** Information shown **
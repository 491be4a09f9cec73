//! HTTP probe for the statistics endpoint.

use std::time::Duration;

use tracing::trace;

use crate::{StatsError, StreamSample, parse_stats};

/// Total timeout for one probe round trip. The decision loop runs at a
/// sub-second cadence, so a probe must never outlive one poll interval by
/// much.
pub const DEFAULT_STATS_TIMEOUT: Duration = Duration::from_millis(1500);

/// Fetches and parses the statistics document for one named stream.
///
/// Every call to [`StatsClient::sample`] performs a fresh fetch; nothing is
/// cached.
#[derive(Debug, Clone)]
pub struct StatsClient {
    http: reqwest::Client,
    url: String,
    app_name: String,
    stream_name: String,
}

impl StatsClient {
    /// Create a probe for `stream_name` inside `app_name` at `url`.
    pub fn new(
        url: impl Into<String>,
        app_name: impl Into<String>,
        stream_name: impl Into<String>,
    ) -> Result<Self, StatsError> {
        Self::with_timeout(url, app_name, stream_name, DEFAULT_STATS_TIMEOUT)
    }

    /// Create a probe with a custom total timeout.
    pub fn with_timeout(
        url: impl Into<String>,
        app_name: impl Into<String>,
        stream_name: impl Into<String>,
        timeout: Duration,
    ) -> Result<Self, StatsError> {
        let http = reqwest::Client::builder()
            .timeout(timeout)
            .user_agent(concat!("rtmp-stats/", env!("CARGO_PKG_VERSION")))
            .build()?;

        Ok(Self {
            http,
            url: url.into(),
            app_name: app_name.into(),
            stream_name: stream_name.into(),
        })
    }

    /// Fetch one fresh sample.
    ///
    /// Network errors, non-2xx responses and malformed documents are all
    /// errors; the caller decides whether to treat them as an absent stream.
    pub async fn sample(&self) -> Result<StreamSample, StatsError> {
        let response = self.http.get(&self.url).send().await?;
        let status = response.status();
        if !status.is_success() {
            return Err(StatsError::Status(status.as_u16()));
        }

        let body = response.text().await?;
        let sample = parse_stats(&body, &self.app_name, &self.stream_name)?;
        trace!(
            exists = sample.exists,
            publishing = sample.publishing,
            bw_video = sample.video_bw_bps,
            "sampled {}/{}",
            self.app_name,
            self.stream_name,
        );
        Ok(sample)
    }
}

** What is expected **
Tally every line above that has the word "errors", and report the total with no other words.

** Result of the exercise **
2